Genetic transformation of cultivated jute (Corchorus capsularis L.) by particle bombardment using apical meristem tissue and development of stable transgenic plant

An in vitro plant regeneration and genetic transformation protocol was established in jute (Corchorus capsularis L. var JRC321). One-day-old apical, meristematic tissues of germinating seedlings were used as explants. Multiple shoots were regenerated from each explant using Murashige and Skoog basal medium containing 1.78 µM benzylamino purine and 4.92 µM indole-3-butyric acid. Transformation was carried out in three independent sets (each set comprising of three independent experiments each comprising three replications with 35 explants per replication) using the bialaphos resistance gene (bar), synthetically designed for high level plant expression. The positive transformants containing the bar gene were selected in growth medium containing 2.5 mg/l bialaphos.
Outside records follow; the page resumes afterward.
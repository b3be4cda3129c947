// Configuration management

use crate::core::errors::ServiceError;
use serde::{Deserialize, Serialize};
use std::env;
use std::path::PathBuf;

/// Application configuration loaded from environment variables
///
/// Store paths are not required to exist: both stores fail open on a missing
/// file, so an absent path is a valid first-boot state.
#[derive(Debug, Clone, Serialize, Deserialize)]
pub struct Config {
    // Server configuration
    pub bind_address: String,
    pub port: u16,

    // Data file paths
    pub users_path: PathBuf,
    pub diseases_path: PathBuf,

    // Middleware configuration
    pub request_timeout_secs: u64,
    pub body_size_limit_bytes: usize,

    // Logging configuration
    pub log_level: String,
    pub log_format: String, // "json" or "text"
}

impl Config {
    /// Load configuration from environment variables
    ///
    /// Supports `.env` file loading in development (via dotenv crate).
    pub fn from_env() -> Result<Self, ServiceError> {
        // Load .env file if present (development)
        #[cfg(not(test))]
        {
            dotenv::dotenv().ok(); // Ignore errors (file may not exist)
        }

        let config = Self {
            bind_address: Self::get_env_or_default("BIND_ADDRESS", "0.0.0.0"),
            port: Self::parse_port()?,
            users_path: PathBuf::from(Self::get_env_or_default("USERS_PATH", "data/users.json")),
            diseases_path: PathBuf::from(Self::get_env_or_default(
                "DISEASES_PATH",
                "data/diseases.json",
            )),
            request_timeout_secs: Self::parse_u64_or_default("REQUEST_TIMEOUT_SECS", 30)?,
            body_size_limit_bytes: Self::parse_usize_or_default(
                "BODY_SIZE_LIMIT_BYTES",
                64 * 1024,
            )?,
            log_level: Self::get_env_or_default("LOG_LEVEL", "info"),
            log_format: Self::get_env_or_default("LOG_FORMAT", "text"),
        };

        config.validate()?;

        Ok(config)
    }

    /// Get environment variable or return default value
    fn get_env_or_default(key: &str, default: &str) -> String {
        env::var(key).unwrap_or_else(|_| default.to_string())
    }

    /// Parse port from PORT environment variable
    fn parse_port() -> Result<u16, ServiceError> {
        let port_str = env::var("PORT").unwrap_or_else(|_| "3000".to_string());
        let port = port_str.parse::<u16>().map_err(|e| {
            ServiceError::Configuration(format!("Invalid PORT value '{}': {}", port_str, e))
        })?;

        if port == 0 {
            return Err(ServiceError::Configuration(
                "PORT must be between 1 and 65535".to_string(),
            ));
        }

        Ok(port)
    }

    /// Parse u64 from environment variable or return default
    fn parse_u64_or_default(key: &str, default: u64) -> Result<u64, ServiceError> {
        match env::var(key) {
            Ok(value) => {
                let parsed = value.parse::<u64>().map_err(|e| {
                    ServiceError::Configuration(format!(
                        "Invalid {} value '{}': {}",
                        key, value, e
                    ))
                })?;

                if parsed == 0 {
                    return Err(ServiceError::Configuration(format!(
                        "{} must be greater than 0",
                        key
                    )));
                }

                Ok(parsed)
            }
            _ => Ok(default),
        }
    }

    /// Parse usize from environment variable or return default
    fn parse_usize_or_default(key: &str, default: usize) -> Result<usize, ServiceError> {
        match env::var(key) {
            Ok(value) => {
                let parsed = value.parse::<usize>().map_err(|e| {
                    ServiceError::Configuration(format!(
                        "Invalid {} value '{}': {}",
                        key, value, e
                    ))
                })?;

                if parsed == 0 {
                    return Err(ServiceError::Configuration(format!(
                        "{} must be greater than 0",
                        key
                    )));
                }

                Ok(parsed)
            }
            _ => Ok(default),
        }
    }

    /// Validate all configuration values
    fn validate(&self) -> Result<(), ServiceError> {
        Self::validate_log_level(&self.log_level)?;
        Self::validate_log_format(&self.log_format)?;
        Ok(())
    }

    /// Validate log level
    fn validate_log_level(level: &str) -> Result<(), ServiceError> {
        let valid_levels = ["trace", "debug", "info", "warn", "error"];
        if !valid_levels.contains(&level.to_lowercase().as_str()) {
            return Err(ServiceError::Configuration(format!(
                "Invalid LOG_LEVEL '{}': must be one of {}",
                level,
                valid_levels.join(", ")
            )));
        }
        Ok(())
    }

    /// Validate log format
    fn validate_log_format(format: &str) -> Result<(), ServiceError> {
        if format != "json" && format != "text" {
            return Err(ServiceError::Configuration(format!(
                "Invalid LOG_FORMAT '{}': must be 'json' or 'text'",
                format
            )));
        }
        Ok(())
    }
}

impl Config {
    /// Create a test configuration for unit tests
    ///
    /// Bypasses environment variable loading for tests that don't need real
    /// configuration.
    pub fn test_config() -> Self {
        Self {
            bind_address: "0.0.0.0".to_string(),
            port: 3000,
            users_path: PathBuf::from("/tmp/test_users.json"),
            diseases_path: PathBuf::from("/tmp/test_diseases.json"),
            request_timeout_secs: 30,
            body_size_limit_bytes: 64 * 1024,
            log_level: "info".to_string(),
            log_format: "text".to_string(),
        }
    }
}
// Data stores - the corpus (read-only) and the credential file mirror

use crate::core::errors::ServiceError;
use crate::core::models::UserAccount;

pub mod corpus;
pub mod user_store;

pub use corpus::CorpusStore;
pub use user_store::JsonUserStore;

/// Trait for credential store operations
///
/// The authoritative set of user accounts. Implementations must serialize
/// `insert` so two concurrent registrations for the same username or email
/// cannot both succeed.
#[async_trait::async_trait]
pub trait UserStore: Send + Sync {
    /// Exact match on the stored (trimmed) username, case-sensitive
    async fn find_by_username(&self, username: &str) -> Option<UserAccount>;

    /// Match on the stored (lowercased, trimmed) email
    async fn find_by_email(&self, email: &str) -> Option<UserAccount>;

    /// Append an account and make it durable
    ///
    /// The insert is committed only once the flush succeeds; a flush failure
    /// surfaces as `ServiceError::Storage` and leaves the store unchanged.
    async fn insert(&self, account: UserAccount) -> Result<(), ServiceError>;

    /// Number of registered accounts
    async fn count(&self) -> usize;
}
Polymerase chain reaction (PCR), Southern and northern blots, real-time quantitative PCR, western blot and enzymatic assay of five putative transformants from three independent sets provided evidence for full-length gene integration into the genomic DNA of transformed jute, as well as high level expression of the transgene. Analysis of the T1 plants revealed a stable inheritance of the transgene through the progenies. The data presented in this report showed considerable advancement in jute transformation and should improve future genetic engineering strategies to be employed for improvement of this very important fibre crop.